Supplied data:
● ● ● ● ● ● ●

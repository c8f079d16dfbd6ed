//! Constants used throughout confcrypt.
//!
//! Centralizes marker keys, environment variable names and defaults.

/// Mapping key that wraps GPG ciphertext.
pub const GPG_MARKER: &str = "_gpg";

/// Mapping key that wraps base64 KMS ciphertext.
pub const KMS_MARKER: &str = "_kms";

/// Substring identifying inline ASCII-armored PGP data.
pub const PGP_ARMOR: &str = "BEGIN PGP";

/// Environment override for the GPG home directory.
pub const ENV_GPG_HOMEDIR: &str = "CONFCRYPT_GPG_HOMEDIR";

/// Environment override for the gpg executable.
pub const ENV_GPG_BINARY: &str = "CONFCRYPT_GPG_BINARY";

/// Environment override for the GPG keyring file.
pub const ENV_GPG_KEYRING: &str = "CONFCRYPT_GPG_KEYRING";

/// Default GPG home directory.
pub const DEFAULT_GPG_HOMEDIR: &str = "~/.gnupg/";

/// Executable looked up on `PATH` when no binary is configured.
pub const DEFAULT_GPG_BINARY: &str = "gpg";

/// Log filter variable read by the binary.
pub const ENV_LOG: &str = "CONFCRYPT_LOG";
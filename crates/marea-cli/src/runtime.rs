// Copyright 2026 Phillip Cloud
// Licensed under the Apache License, Version 2.0

use anyhow::Result;
use marea_app::{Message, TableSpec};
use std::path::PathBuf;

/// File-backed data provider. Paths are optional; the built-in demo fixtures
/// fill in whatever is not configured. Files are re-read on every load so a
/// reload in the shell picks up external edits.
pub struct FileRuntime {
    table_path: Option<PathBuf>,
    conversation_path: Option<PathBuf>,
    sticky_header: bool,
    sort_icons: bool,
}

impl FileRuntime {
    pub fn new(
        table_path: Option<PathBuf>,
        conversation_path: Option<PathBuf>,
        sticky_header: bool,
        sort_icons: bool,
    ) -> Self {
        Self {
            table_path,
            conversation_path,
            sticky_header,
            sort_icons,
        }
    }
}

impl marea_tui::AppRuntime for FileRuntime {
    fn load_table(&mut self) -> Result<TableSpec> {
        let mut table = match &self.table_path {
            Some(path) => marea_data::load_table(path)?,
            None => marea_data::demo_table(),
        };
        table.sticky_header = table.sticky_header && self.sticky_header;
        table.show_sort_icons = table.show_sort_icons && self.sort_icons;
        Ok(table)
    }

    fn load_conversation(&mut self) -> Result<Vec<Message>> {
        match &self.conversation_path {
            Some(path) => marea_data::load_conversation(path),
            None => Ok(marea_data::demo_conversation()),
        }
    }
}

#[cfg(test)]
mod tests {
    use super::FileRuntime;
    use anyhow::Result;
    use marea_app::Role;
    use marea_testkit::MarketFaker;
    use marea_tui::AppRuntime;
    use std::io::Write;

    #[test]
    fn unconfigured_runtime_serves_demo_fixtures() -> Result<()> {
        let mut runtime = FileRuntime::new(None, None, true, true);
        let table = runtime.load_table()?;
        assert_eq!(table.caption.as_deref(), Some("Orders"));
        assert_eq!(table.rows.len(), 6);

        let messages = runtime.load_conversation()?;
        assert!(messages.iter().any(|message| message.role == Role::Result));
        Ok(())
    }

    #[test]
    fn configured_paths_override_demo_fixtures() -> Result<()> {
        let mut table = marea_data::demo_table();
        let mut faker = MarketFaker::new(8);
        table.rows = faker.order_rows(3);

        let mut table_file = tempfile::NamedTempFile::new()?;
        write!(table_file, "{}", serde_json::to_string(&table)?)?;

        let conversation = faker.conversation(1);
        let mut conversation_file = tempfile::NamedTempFile::new()?;
        write!(
            conversation_file,
            "{}",
            serde_json::to_string(&conversation)?
        )?;

        let mut runtime = FileRuntime::new(
            Some(table_file.path().to_owned()),
            Some(conversation_file.path().to_owned()),
            true,
            true,
        );
        assert_eq!(runtime.load_table()?.rows.len(), 3);
        assert_eq!(runtime.load_conversation()?.len(), 3);
        Ok(())
    }

    #[test]
    fn config_flags_mask_table_display_flags() -> Result<()> {
        let mut runtime = FileRuntime::new(None, None, false, false);
        let table = runtime.load_table()?;
        assert!(!table.sticky_header);
        assert!(!table.show_sort_icons);
        Ok(())
    }

    #[test]
    fn missing_table_file_surfaces_its_path() {
        let mut runtime = FileRuntime::new(
            Some(std::path::PathBuf::from("/nonexistent/orders.json")),
            None,
            true,
            true,
        );
        let error = runtime.load_table().expect_err("missing file should fail");
        assert!(format!("{error:#}").contains("/nonexistent/orders.json"));
    }
}
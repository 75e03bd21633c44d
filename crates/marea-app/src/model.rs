// Copyright 2026 Phillip Cloud
// Licensed under the Apache License, Version 2.0

use serde::de::{MapAccess, Visitor};
use serde::ser::SerializeMap;
use serde::{Deserialize, Deserializer, Serialize, Serializer};
use std::fmt;

#[derive(Debug, Clone, Copy, PartialEq, Eq, Default, Serialize, Deserialize)]
#[serde(rename_all = "lowercase")]
pub enum Align {
    #[default]
    Left,
    Center,
    Right,
}

impl Align {
    pub const fn as_str(self) -> &'static str {
        match self {
            Self::Left => "left",
            Self::Center => "center",
            Self::Right => "right",
        }
    }

    pub fn parse(value: &str) -> Option<Self> {
        match value {
            "left" => Some(Self::Left),
            "center" => Some(Self::Center),
            "right" => Some(Self::Right),
            _ => None,
        }
    }
}

/// Display metadata for one table column. Immutable once handed to a view.
#[derive(Debug, Clone, PartialEq, Eq, Serialize, Deserialize)]
pub struct ColumnSpec {
    pub key: String,
    pub header: String,
    #[serde(default)]
    pub align: Align,
    #[serde(default)]
    pub width: Option<u16>,
}

impl ColumnSpec {
    pub fn new(key: &str, header: &str) -> Self {
        Self {
            key: key.to_owned(),
            header: header.to_owned(),
            align: Align::Left,
            width: None,
        }
    }

    pub fn aligned(mut self, align: Align) -> Self {
        self.align = align;
        self
    }

    pub fn sized(mut self, width: u16) -> Self {
        self.width = Some(width);
        self
    }
}

/// One scalar table value. Rows are open mappings, so cells carry their own
/// runtime type instead of a per-table schema.
#[derive(Debug, Clone, PartialEq, Serialize, Deserialize)]
#[serde(untagged)]
pub enum CellValue {
    Null,
    Integer(i64),
    Float(f64),
    Text(String),
}

impl CellValue {
    pub const fn is_null(&self) -> bool {
        matches!(self, Self::Null)
    }

    pub fn as_number(&self) -> Option<f64> {
        match self {
            Self::Integer(value) => Some(*value as f64),
            Self::Float(value) => Some(*value),
            Self::Null | Self::Text(_) => None,
        }
    }

    /// String coercion used for lexicographic comparison and text blocks.
    pub fn coerce_string(&self) -> String {
        match self {
            Self::Null => String::new(),
            Self::Integer(value) => value.to_string(),
            Self::Float(value) => value.to_string(),
            Self::Text(value) => value.clone(),
        }
    }
}

impl From<&str> for CellValue {
    fn from(value: &str) -> Self {
        Self::Text(value.to_owned())
    }
}

impl From<i64> for CellValue {
    fn from(value: i64) -> Self {
        Self::Integer(value)
    }
}

impl From<f64> for CellValue {
    fn from(value: f64) -> Self {
        Self::Float(value)
    }
}

/// One data record keyed by column identifier. The column set is data-driven,
/// so this is an insertion-ordered mapping rather than a fixed record type.
#[derive(Debug, Clone, PartialEq, Default)]
pub struct Row {
    entries: Vec<(String, CellValue)>,
}

impl Row {
    pub fn new() -> Self {
        Self::default()
    }

    pub fn get(&self, key: &str) -> Option<&CellValue> {
        self.entries
            .iter()
            .find(|(entry_key, _)| entry_key == key)
            .map(|(_, value)| value)
    }

    pub fn insert(&mut self, key: &str, value: CellValue) {
        if let Some(entry) = self
            .entries
            .iter_mut()
            .find(|(entry_key, _)| entry_key == key)
        {
            entry.1 = value;
        } else {
            self.entries.push((key.to_owned(), value));
        }
    }

    pub fn keys(&self) -> impl Iterator<Item = &str> {
        self.entries.iter().map(|(key, _)| key.as_str())
    }

    pub fn len(&self) -> usize {
        self.entries.len()
    }

    pub fn is_empty(&self) -> bool {
        self.entries.is_empty()
    }
}

impl FromIterator<(String, CellValue)> for Row {
    fn from_iter<I: IntoIterator<Item = (String, CellValue)>>(iter: I) -> Self {
        let mut row = Self::new();
        for (key, value) in iter {
            row.insert(&key, value);
        }
        row
    }
}

impl Serialize for Row {
    fn serialize<S: Serializer>(&self, serializer: S) -> Result<S::Ok, S::Error> {
        let mut map = serializer.serialize_map(Some(self.entries.len()))?;
        for (key, value) in &self.entries {
            map.serialize_entry(key, value)?;
        }
        map.end()
    }
}

impl<'de> Deserialize<'de> for Row {
    fn deserialize<D: Deserializer<'de>>(deserializer: D) -> Result<Self, D::Error> {
        struct RowVisitor;

        impl<'de> Visitor<'de> for RowVisitor {
            type Value = Row;

            fn expecting(&self, formatter: &mut fmt::Formatter<'_>) -> fmt::Result {
                formatter.write_str("a map of column keys to scalar values")
            }

            fn visit_map<A: MapAccess<'de>>(self, mut access: A) -> Result<Row, A::Error> {
                let mut row = Row::new();
                while let Some((key, value)) = access.next_entry::<String, CellValue>()? {
                    row.insert(&key, value);
                }
                Ok(row)
            }
        }

        deserializer.deserialize_map(RowVisitor)
    }
}

#[derive(Debug, Clone, Copy, PartialEq, Eq, Serialize, Deserialize)]
#[serde(rename_all = "lowercase")]
pub enum SortDirection {
    Asc,
    Desc,
}

impl SortDirection {
    pub const fn as_str(self) -> &'static str {
        match self {
            Self::Asc => "asc",
            Self::Desc => "desc",
        }
    }

    pub const fn toggled(self) -> Self {
        match self {
            Self::Asc => Self::Desc,
            Self::Desc => Self::Asc,
        }
    }
}

#[derive(Debug, Clone, Copy, PartialEq, Eq, Default, Serialize, Deserialize)]
#[serde(rename_all = "lowercase")]
pub enum Role {
    User,
    #[default]
    Assistant,
    System,
    Error,
    Result,
}

impl Role {
    pub const fn as_str(self) -> &'static str {
        match self {
            Self::User => "user",
            Self::Assistant => "assistant",
            Self::System => "system",
            Self::Error => "error",
            Self::Result => "result",
        }
    }

    pub fn parse(value: &str) -> Option<Self> {
        match value {
            "user" => Some(Self::User),
            "assistant" => Some(Self::Assistant),
            "system" => Some(Self::System),
            "error" => Some(Self::Error),
            "result" => Some(Self::Result),
            _ => None,
        }
    }
}

/// One conversational turn: free text for most roles, a tabular query result
/// for `Role::Result`. Timestamps stay raw strings so malformed input can
/// degrade instead of failing at the parse boundary.
#[derive(Debug, Clone, PartialEq, Default, Serialize, Deserialize)]
pub struct Message {
    #[serde(default)]
    pub id: Option<String>,
    #[serde(default)]
    pub role: Role,
    #[serde(default)]
    pub content: String,
    #[serde(default)]
    pub timestamp: Option<String>,
    #[serde(default)]
    pub sql: Option<String>,
    #[serde(default)]
    pub rows: Option<Vec<Row>>,
    #[serde(default)]
    pub is_loading: bool,
}

impl Message {
    pub fn text(role: Role, content: &str) -> Self {
        Self {
            role,
            content: content.to_owned(),
            ..Self::default()
        }
    }

    pub fn result(sql: Option<&str>, rows: Vec<Row>) -> Self {
        Self {
            role: Role::Result,
            sql: sql.map(str::to_owned),
            rows: Some(rows),
            ..Self::default()
        }
    }

    pub fn timestamped(mut self, timestamp: &str) -> Self {
        self.timestamp = Some(timestamp.to_owned());
        self
    }
}

/// Semantic classification driving status badge styling.
#[derive(Debug, Clone, Copy, PartialEq, Eq)]
pub enum Tone {
    Success,
    Info,
    Danger,
    Neutral,
}

impl Tone {
    pub const fn as_str(self) -> &'static str {
        match self {
            Self::Success => "success",
            Self::Info => "info",
            Self::Danger => "danger",
            Self::Neutral => "neutral",
        }
    }
}

#[derive(Debug, Clone, Copy, PartialEq, Eq, Default, Serialize, Deserialize)]
#[serde(rename_all = "lowercase")]
pub enum Theme {
    #[default]
    Light,
    Dark,
}

impl Theme {
    pub const fn as_str(self) -> &'static str {
        match self {
            Self::Light => "light",
            Self::Dark => "dark",
        }
    }

    pub fn parse(value: &str) -> Option<Self> {
        match value {
            "light" => Some(Self::Light),
            "dark" => Some(Self::Dark),
            _ => None,
        }
    }

    pub const fn toggled(self) -> Self {
        match self {
            Self::Light => Self::Dark,
            Self::Dark => Self::Light,
        }
    }
}

#[derive(Debug, Clone, Copy, PartialEq, Eq, Serialize, Deserialize)]
pub enum ViewKind {
    Orders,
    Conversation,
}

impl ViewKind {
    pub const ALL: [Self; 2] = [Self::Orders, Self::Conversation];

    pub const fn label(self) -> &'static str {
        match self {
            Self::Orders => "orders",
            Self::Conversation => "conversation",
        }
    }

    pub fn parse(value: &str) -> Option<Self> {
        match value {
            "orders" => Some(Self::Orders),
            "conversation" => Some(Self::Conversation),
            _ => None,
        }
    }
}

fn default_true() -> bool {
    true
}

/// The table input contract: ordered column specs, row mappings, and display
/// flags. Rows arrive fully formed; ordering is derived by the sort engine.
#[derive(Debug, Clone, PartialEq, Serialize, Deserialize)]
pub struct TableSpec {
    #[serde(default)]
    pub caption: Option<String>,
    #[serde(default)]
    pub label: Option<String>,
    pub columns: Vec<ColumnSpec>,
    #[serde(default)]
    pub rows: Vec<Row>,
    #[serde(default = "default_true")]
    pub sticky_header: bool,
    #[serde(default = "default_true")]
    pub show_sort_icons: bool,
}

impl TableSpec {
    pub fn new(columns: Vec<ColumnSpec>, rows: Vec<Row>) -> Self {
        Self {
            caption: None,
            label: None,
            columns,
            rows,
            sticky_header: true,
            show_sort_icons: true,
        }
    }

    pub fn captioned(mut self, caption: &str) -> Self {
        self.caption = Some(caption.to_owned());
        self
    }

    pub fn labeled(mut self, label: &str) -> Self {
        self.label = Some(label.to_owned());
        self
    }
}
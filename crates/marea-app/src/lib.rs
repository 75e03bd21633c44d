// Copyright 2026 Phillip Cloud
// Licensed under the Apache License, Version 2.0

pub mod cells;
pub mod keys;
pub mod model;
pub mod sort;
pub mod state;

pub use cells::*;
pub use keys::*;
pub use model::*;
pub use sort::*;
pub use state::*;
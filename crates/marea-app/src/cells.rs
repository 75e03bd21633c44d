// Copyright 2026 Phillip Cloud
// Licensed under the Apache License, Version 2.0

use crate::model::{CellValue, Tone};

/// Display form of one cell: empty for null, grouped digits for numbers,
/// text as-is. Never fails on partial data.
pub fn format_cell(value: &CellValue) -> String {
    match value {
        CellValue::Null => String::new(),
        CellValue::Integer(value) => format_grouped_i64(*value),
        CellValue::Float(value) => format_grouped_f64(*value),
        CellValue::Text(value) => value.clone(),
    }
}

fn format_grouped_i64(value: i64) -> String {
    let sign = if value < 0 { "-" } else { "" };
    format!("{sign}{}", group_digits(value.unsigned_abs()))
}

// Fractions round to at most three digits with trailing zeros trimmed,
// matching default locale number formatting.
fn format_grouped_f64(value: f64) -> String {
    if !value.is_finite() {
        return value.to_string();
    }

    let sign = if value.is_sign_negative() { "-" } else { "" };
    let absolute = value.abs();
    if absolute >= 9.0e15 {
        return format!("{sign}{absolute}");
    }

    let scaled = (absolute * 1000.0).round() as u64;
    let whole = scaled / 1000;
    let fraction = scaled % 1000;
    if fraction == 0 {
        return format!("{sign}{}", group_digits(whole));
    }

    let mut digits = format!("{fraction:03}");
    while digits.ends_with('0') {
        digits.pop();
    }
    format!("{sign}{}.{digits}", group_digits(whole))
}

fn group_digits(value: u64) -> String {
    let digits = value.to_string();
    let mut out = String::with_capacity(digits.len() + digits.len() / 3);
    let offset = digits.len() % 3;
    for (index, ch) in digits.chars().enumerate() {
        if index > 0 && index % 3 == offset % 3 {
            out.push(',');
        }
        out.push(ch);
    }
    out
}

/// Columns whose key mentions "status" render a tone badge instead of the
/// formatted scalar.
pub fn is_status_column(key: &str) -> bool {
    key.to_lowercase().contains("status")
}

pub fn classify_status(value: &str) -> Tone {
    match value.trim().to_lowercase().as_str() {
        "complete" | "success" | "paid" => Tone::Success,
        "pending" | "hold" | "processing" => Tone::Info,
        "failed" | "error" | "canceled" => Tone::Danger,
        _ => Tone::Neutral,
    }
}
fn render_table_view(
    frame: &mut ratatui::Frame<'_>,
    area: Rect,
    state: &AppState,
    view_data: &ViewData,
    colors: &ThemePalette,
) {
    let Some(table) = &view_data.table else {
        let empty = Paragraph::new(EMPTY_TABLE_PLACEHOLDER)
            .block(Block::default().borders(Borders::ALL).title("orders"));
        frame.render_widget(empty, area);
        return;
    };

    let chunks = Layout::default()
        .direction(Direction::Vertical)
        .constraints([Constraint::Min(1), Constraint::Length(1)])
        .split(area);

    let block = Block::default()
        .borders(Borders::ALL)
        .title(table_title(table, &view_data.table_state));

    if table.rows.is_empty() {
        frame.render_widget(Paragraph::new(EMPTY_TABLE_PLACEHOLDER).block(block), chunks[0]);
    } else {
        let widths = table
            .columns
            .iter()
            .map(|column| match column.width {
                Some(width) => Constraint::Length(width),
                None => Constraint::Min(8),
            })
            .collect::<Vec<_>>();

        let mut header_style = Style::default().add_modifier(Modifier::BOLD);
        if table.sticky_header {
            header_style = header_style.fg(colors.band_fg).bg(colors.accent);
        }
        let header_cells = table.columns.iter().enumerate().map(|(index, _)| {
            let label = header_label(table, &view_data.table_state, index);
            Cell::from(label).style(header_style)
        });
        let header = TableRow::new(header_cells);

        let ordered = sort_rows(&table.rows, &view_data.table_state.sort);
        let rows = ordered.iter().enumerate().map(|(row_index, row)| {
            let selected_row = row_index == view_data.table_state.selected_row;
            let cells = table
                .columns
                .iter()
                .enumerate()
                .map(|(column_index, column)| {
                    let value = row.get(&column.key);
                    let (text, tone) = cell_presentation(&column.key, value);

                    let mut style = Style::default();
                    if let Some(tone) = tone {
                        style = style
                            .fg(tone_color(tone, state.theme))
                            .add_modifier(Modifier::BOLD);
                    }
                    if selected_row {
                        style = style.bg(colors.selection_bg);
                    }
                    if selected_row && column_index == view_data.table_state.selected_col {
                        style = Style::default()
                            .fg(colors.bg)
                            .bg(colors.accent)
                            .add_modifier(Modifier::BOLD);
                    }

                    let line = Line::from(text).alignment(cell_alignment(column.align));
                    Cell::from(line).style(style)
                })
                .collect::<Vec<_>>();
            TableRow::new(cells)
        });

        let widget = Table::new(rows, widths)
            .header(header)
            .column_spacing(1)
            .block(block);
        frame.render_widget(widget, chunks[0]);
    }

    let footer = Paragraph::new(PAGINATION_FOOTER)
        .alignment(Alignment::Right)
        .style(Style::default().fg(colors.dim).bg(colors.bg));
    frame.render_widget(footer, chunks[1]);
}

const fn cell_alignment(align: Align) -> Alignment {
    match align {
        Align::Left => Alignment::Left,
        Align::Center => Alignment::Center,
        Align::Right => Alignment::Right,
    }
}

/// Display text plus optional badge tone. Status-like columns render a tone
/// badge; everything else renders the formatted scalar.
fn cell_presentation(column_key: &str, value: Option<&CellValue>) -> (String, Option<Tone>) {
    let Some(value) = value else {
        return (String::new(), None);
    };

    if is_status_column(column_key) && !value.is_null() {
        let label = value.coerce_string();
        let tone = classify_status(&label);
        return (label, Some(tone));
    }

    (format_cell(value), None)
}

fn header_label(table: &TableSpec, table_state: &TableUiState, column_index: usize) -> String {
    let Some(column) = table.columns.get(column_index) else {
        return String::new();
    };
    let mut label = column.header.to_uppercase();

    if table.show_sort_icons
        && table_state.sort.key.as_deref() == Some(column.key.as_str())
    {
        label.push_str(match table_state.sort.direction {
            SortDirection::Asc => SORT_MARK_ASC,
            SortDirection::Desc => SORT_MARK_DESC,
        });
    }

    label
}

fn table_title(table: &TableSpec, table_state: &TableUiState) -> String {
    let caption = table.caption.as_deref().unwrap_or("data");
    let mut parts = vec![format!(
        "{caption} r:{} c:{}",
        table.rows.len(),
        table.columns.len(),
    )];

    if let Some(key) = &table_state.sort.key {
        parts.push(format!(
            "sort {key}:{}",
            table_state.sort.direction.as_str()
        ));
    }

    parts.join(" | ")
}

fn render_conversation_view(
    frame: &mut ratatui::Frame<'_>,
    area: Rect,
    view_data: &ViewData,
    colors: &ThemePalette,
) {
    let entries = conversation_entries(&view_data.conversation);
    let skip_lines: usize = entries
        .iter()
        .take(view_data.conversation_scroll)
        .map(|entry| entry.lines.len())
        .sum();

    let text = render_conversation_text(&view_data.conversation);
    let widget = Paragraph::new(text)
        .style(Style::default().fg(colors.fg).bg(colors.bg))
        .wrap(Wrap { trim: false })
        .scroll((skip_lines.min(u16::MAX as usize) as u16, 0))
        .block(
            Block::default()
                .borders(Borders::ALL)
                .title(conversation_label(&view_data.conversation)),
        );
    frame.render_widget(widget, area);
}

#[derive(Debug, Clone, PartialEq, Eq)]
struct ConversationEntry {
    key: String,
    lines: Vec<String>,
}

fn conversation_label(messages: &[Message]) -> String {
    if messages.is_empty() {
        "Conversation (empty)".to_owned()
    } else {
        format!("Conversation ({} messages)", messages.len())
    }
}

/// One entry per message: a stable identity key plus the rendered lines.
/// Every message gets exactly one primary block and at most one trailing
/// timestamp line.
fn conversation_entries(messages: &[Message]) -> Vec<ConversationEntry> {
    messages
        .iter()
        .map(|message| {
            let mut lines = match message.role {
                Role::Result => result_block_lines(message),
                role => vec![format!(
                    "[{}] {}",
                    role.as_str(),
                    message.content
                )],
            };

            if let Some(raw) = &message.timestamp {
                let formatted = format_time(raw);
                if !formatted.is_empty() {
                    lines.push(format!("  {formatted}"));
                }
            }
            lines.push(String::new());

            ConversationEntry {
                key: derive_message_key(message),
                lines,
            }
        })
        .collect()
}

fn result_block_lines(message: &Message) -> Vec<String> {
    if message.is_loading {
        return vec![format!("[result] {LOADING_PLACEHOLDER}")];
    }

    let mut lines = Vec::new();
    match &message.sql {
        Some(sql) => lines.push(format!("[result] SQL: {sql}")),
        None => lines.push("[result]".to_owned()),
    }

    let rows = message.rows.as_deref().unwrap_or_default();
    let Some(first) = rows.first() else {
        lines.push(format!("  {EMPTY_ROWS_PLACEHOLDER}"));
        return lines;
    };

    let keys = first.keys().map(str::to_owned).collect::<Vec<_>>();
    lines.push(format!("  {}", keys.join(" | ")));
    for row in rows {
        let cells = keys
            .iter()
            .map(|key| {
                row.get(key)
                    .map(format_cell)
                    .unwrap_or_default()
            })
            .collect::<Vec<_>>();
        lines.push(format!("  {}", cells.join(" | ")));
    }

    lines
}

fn render_conversation_text(messages: &[Message]) -> String {
    let entries = conversation_entries(messages);
    let mut lines = Vec::new();
    for entry in &entries {
        lines.extend(entry.lines.iter().cloned());
    }
    while lines.last().is_some_and(String::is_empty) {
        lines.pop();
    }
    lines.join("\n")
}

fn help_overlay_text() -> &'static str {
    "views: b/f cycle | t theme toggle | r reload | ctrl+q quit\n\
orders: j/k rows | h/l columns | g/G first/last row | ^/$ first/last column\n\
orders: s sort selected column (repeat to flip) | S clear sort\n\
conversation: j/k scroll | g/G first/last message\n\
help: esc or ? close"
}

● ● ● ● ● ● ●

Goal of the exercise:
Lines from the top of the entries above to the line that contains "use std::path::PathBuf;" should be set down exactly, please, with both ends kept and nothing added.

Exercise response:
repository c8f079d16dfbd6ed
//! Constants used throughout confcrypt.
//!
//! Centralizes marker keys, environment variable names and defaults.

/// Mapping key that wraps GPG ciphertext.
pub const GPG_MARKER: &str = "_gpg";

/// Mapping key that wraps base64 KMS ciphertext.
pub const KMS_MARKER: &str = "_kms";

/// Substring identifying inline ASCII-armored PGP data.
pub const PGP_ARMOR: &str = "BEGIN PGP";

/// Environment override for the GPG home directory.
pub const ENV_GPG_HOMEDIR: &str = "CONFCRYPT_GPG_HOMEDIR";

/// Environment override for the gpg executable.
pub const ENV_GPG_BINARY: &str = "CONFCRYPT_GPG_BINARY";

/// Environment override for the GPG keyring file.
pub const ENV_GPG_KEYRING: &str = "CONFCRYPT_GPG_KEYRING";

/// Default GPG home directory.
pub const DEFAULT_GPG_HOMEDIR: &str = "~/.gnupg/";

/// Executable looked up on `PATH` when no binary is configured.
pub const DEFAULT_GPG_BINARY: &str = "gpg";

/// Log filter variable read by the binary.
pub const ENV_LOG: &str = "CONFCRYPT_LOG";
filename crates/marea-cli/src/runtime.rs
// Copyright 2026 Phillip Cloud
// Licensed under the Apache License, Version 2.0

use anyhow::Result;
use marea_app::{Message, TableSpec};
use std::path::PathBuf;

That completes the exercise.